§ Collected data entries
==================================================

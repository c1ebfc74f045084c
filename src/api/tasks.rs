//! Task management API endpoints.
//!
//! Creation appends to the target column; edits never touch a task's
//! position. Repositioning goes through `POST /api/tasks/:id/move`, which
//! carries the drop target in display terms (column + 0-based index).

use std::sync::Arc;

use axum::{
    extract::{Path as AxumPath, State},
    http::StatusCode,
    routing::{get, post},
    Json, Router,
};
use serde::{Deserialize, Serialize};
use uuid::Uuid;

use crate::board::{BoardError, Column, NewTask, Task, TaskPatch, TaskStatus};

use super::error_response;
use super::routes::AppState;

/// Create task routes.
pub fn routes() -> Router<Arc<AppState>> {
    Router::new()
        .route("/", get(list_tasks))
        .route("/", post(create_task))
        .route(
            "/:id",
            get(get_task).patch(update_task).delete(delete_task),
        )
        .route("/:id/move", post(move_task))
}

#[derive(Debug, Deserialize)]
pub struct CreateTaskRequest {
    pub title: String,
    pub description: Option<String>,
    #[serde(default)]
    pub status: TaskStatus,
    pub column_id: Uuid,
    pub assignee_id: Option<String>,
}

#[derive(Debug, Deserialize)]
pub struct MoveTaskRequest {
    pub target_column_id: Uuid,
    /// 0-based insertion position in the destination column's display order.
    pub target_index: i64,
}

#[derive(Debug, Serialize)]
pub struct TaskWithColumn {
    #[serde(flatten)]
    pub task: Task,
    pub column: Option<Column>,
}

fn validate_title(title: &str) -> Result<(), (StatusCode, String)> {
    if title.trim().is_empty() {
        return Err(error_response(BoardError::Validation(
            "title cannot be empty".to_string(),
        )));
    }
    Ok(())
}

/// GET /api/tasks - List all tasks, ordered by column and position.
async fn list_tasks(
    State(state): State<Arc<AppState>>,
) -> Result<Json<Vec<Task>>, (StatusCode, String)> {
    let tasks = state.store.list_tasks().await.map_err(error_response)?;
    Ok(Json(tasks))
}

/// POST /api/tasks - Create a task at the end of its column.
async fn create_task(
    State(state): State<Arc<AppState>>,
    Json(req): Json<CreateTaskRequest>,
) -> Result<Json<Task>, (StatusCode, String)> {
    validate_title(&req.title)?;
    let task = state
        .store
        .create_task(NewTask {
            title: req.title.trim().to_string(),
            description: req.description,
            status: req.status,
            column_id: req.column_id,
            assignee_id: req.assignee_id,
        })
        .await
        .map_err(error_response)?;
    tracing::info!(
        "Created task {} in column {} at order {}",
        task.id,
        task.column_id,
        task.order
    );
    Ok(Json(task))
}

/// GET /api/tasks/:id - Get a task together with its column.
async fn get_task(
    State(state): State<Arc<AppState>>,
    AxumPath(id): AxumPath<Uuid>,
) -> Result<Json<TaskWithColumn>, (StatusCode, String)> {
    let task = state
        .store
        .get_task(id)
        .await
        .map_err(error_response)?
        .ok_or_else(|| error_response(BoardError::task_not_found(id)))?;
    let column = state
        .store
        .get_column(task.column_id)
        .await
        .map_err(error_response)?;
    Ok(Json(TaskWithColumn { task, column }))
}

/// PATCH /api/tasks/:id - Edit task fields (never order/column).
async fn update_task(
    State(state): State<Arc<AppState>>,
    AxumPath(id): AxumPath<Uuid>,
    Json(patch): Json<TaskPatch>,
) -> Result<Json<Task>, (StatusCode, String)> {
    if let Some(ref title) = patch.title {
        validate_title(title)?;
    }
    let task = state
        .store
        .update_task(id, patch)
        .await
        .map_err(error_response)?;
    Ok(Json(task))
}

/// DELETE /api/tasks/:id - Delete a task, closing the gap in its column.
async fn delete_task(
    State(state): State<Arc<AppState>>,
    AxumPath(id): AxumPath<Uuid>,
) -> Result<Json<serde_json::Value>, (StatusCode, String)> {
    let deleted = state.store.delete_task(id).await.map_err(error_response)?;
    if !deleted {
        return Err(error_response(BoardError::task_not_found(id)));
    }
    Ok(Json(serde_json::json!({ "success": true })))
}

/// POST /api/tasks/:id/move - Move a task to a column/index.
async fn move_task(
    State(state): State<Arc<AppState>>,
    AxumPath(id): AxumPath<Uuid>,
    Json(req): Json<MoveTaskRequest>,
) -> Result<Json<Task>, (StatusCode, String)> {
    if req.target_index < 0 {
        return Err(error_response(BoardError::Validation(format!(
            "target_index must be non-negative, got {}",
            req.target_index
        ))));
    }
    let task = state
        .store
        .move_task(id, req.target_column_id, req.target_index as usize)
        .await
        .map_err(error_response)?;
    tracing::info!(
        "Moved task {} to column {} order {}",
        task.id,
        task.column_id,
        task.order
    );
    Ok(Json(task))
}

==================================================

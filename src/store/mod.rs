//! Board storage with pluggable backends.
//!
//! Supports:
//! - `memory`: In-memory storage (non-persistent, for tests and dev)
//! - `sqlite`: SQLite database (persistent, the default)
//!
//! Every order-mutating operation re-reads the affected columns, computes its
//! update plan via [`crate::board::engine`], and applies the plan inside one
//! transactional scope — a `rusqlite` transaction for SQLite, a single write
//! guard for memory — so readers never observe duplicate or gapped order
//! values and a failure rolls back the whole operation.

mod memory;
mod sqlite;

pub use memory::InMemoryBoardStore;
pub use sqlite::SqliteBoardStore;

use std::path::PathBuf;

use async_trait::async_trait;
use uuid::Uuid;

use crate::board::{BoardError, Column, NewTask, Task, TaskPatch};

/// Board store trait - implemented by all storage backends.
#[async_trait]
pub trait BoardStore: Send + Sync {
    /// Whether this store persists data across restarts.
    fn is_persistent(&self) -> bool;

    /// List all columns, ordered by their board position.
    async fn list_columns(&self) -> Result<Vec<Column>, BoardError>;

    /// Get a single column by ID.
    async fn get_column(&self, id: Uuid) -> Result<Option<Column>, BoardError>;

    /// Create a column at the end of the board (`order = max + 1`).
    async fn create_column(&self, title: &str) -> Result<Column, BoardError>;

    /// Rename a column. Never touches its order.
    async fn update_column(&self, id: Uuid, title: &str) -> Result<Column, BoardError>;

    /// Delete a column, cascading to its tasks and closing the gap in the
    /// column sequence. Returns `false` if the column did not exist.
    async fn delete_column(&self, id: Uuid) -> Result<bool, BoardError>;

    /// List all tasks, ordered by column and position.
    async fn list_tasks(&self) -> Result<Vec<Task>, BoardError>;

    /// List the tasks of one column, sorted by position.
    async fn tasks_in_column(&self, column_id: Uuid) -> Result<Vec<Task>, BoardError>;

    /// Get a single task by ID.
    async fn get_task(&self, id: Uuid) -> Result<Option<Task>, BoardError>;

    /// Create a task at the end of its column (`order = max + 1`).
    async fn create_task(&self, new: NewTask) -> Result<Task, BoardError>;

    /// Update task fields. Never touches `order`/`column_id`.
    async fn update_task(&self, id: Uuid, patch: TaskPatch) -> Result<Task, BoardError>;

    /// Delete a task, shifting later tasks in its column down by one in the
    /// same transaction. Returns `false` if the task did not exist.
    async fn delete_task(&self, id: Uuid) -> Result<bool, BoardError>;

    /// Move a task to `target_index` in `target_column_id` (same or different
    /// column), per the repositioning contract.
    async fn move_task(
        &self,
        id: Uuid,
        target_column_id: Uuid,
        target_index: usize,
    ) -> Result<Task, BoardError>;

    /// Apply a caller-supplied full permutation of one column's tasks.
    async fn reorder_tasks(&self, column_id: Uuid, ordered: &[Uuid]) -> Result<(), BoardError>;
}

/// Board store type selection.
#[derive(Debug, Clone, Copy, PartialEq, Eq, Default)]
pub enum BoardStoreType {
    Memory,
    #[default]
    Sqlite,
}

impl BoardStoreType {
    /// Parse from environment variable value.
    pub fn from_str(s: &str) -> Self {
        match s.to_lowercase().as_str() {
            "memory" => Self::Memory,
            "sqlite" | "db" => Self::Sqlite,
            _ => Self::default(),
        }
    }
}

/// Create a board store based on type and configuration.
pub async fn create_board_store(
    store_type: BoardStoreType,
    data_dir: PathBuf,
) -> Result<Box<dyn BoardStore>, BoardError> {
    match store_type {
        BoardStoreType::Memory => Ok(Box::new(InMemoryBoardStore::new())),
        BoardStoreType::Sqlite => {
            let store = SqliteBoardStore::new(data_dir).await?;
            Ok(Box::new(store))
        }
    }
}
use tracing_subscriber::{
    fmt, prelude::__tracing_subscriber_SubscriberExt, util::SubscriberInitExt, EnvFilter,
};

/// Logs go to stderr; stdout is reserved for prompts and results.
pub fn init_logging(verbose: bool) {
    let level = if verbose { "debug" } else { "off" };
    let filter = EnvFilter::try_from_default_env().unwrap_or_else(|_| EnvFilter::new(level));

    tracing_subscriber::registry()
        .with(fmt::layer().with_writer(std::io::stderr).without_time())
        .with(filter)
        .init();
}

==================================================

§ The task
Extract from the records above the lines from the one containing "async fn get_column(&self, id: Uuid)" to the one containing "sorted by position.", both lines included, exactly as they appear and with nothing else.

§ Solution to this problem
    async fn get_column(&self, id: Uuid) -> Result<Option<Column>, BoardError>;

    /// Create a column at the end of the board (`order = max + 1`).
    async fn create_column(&self, title: &str) -> Result<Column, BoardError>;

    /// Rename a column. Never touches its order.
    async fn update_column(&self, id: Uuid, title: &str) -> Result<Column, BoardError>;

    /// Delete a column, cascading to its tasks and closing the gap in the
    /// column sequence. Returns `false` if the column did not exist.
    async fn delete_column(&self, id: Uuid) -> Result<bool, BoardError>;

    /// List all tasks, ordered by column and position.
    async fn list_tasks(&self) -> Result<Vec<Task>, BoardError>;

    /// List the tasks of one column, sorted by position.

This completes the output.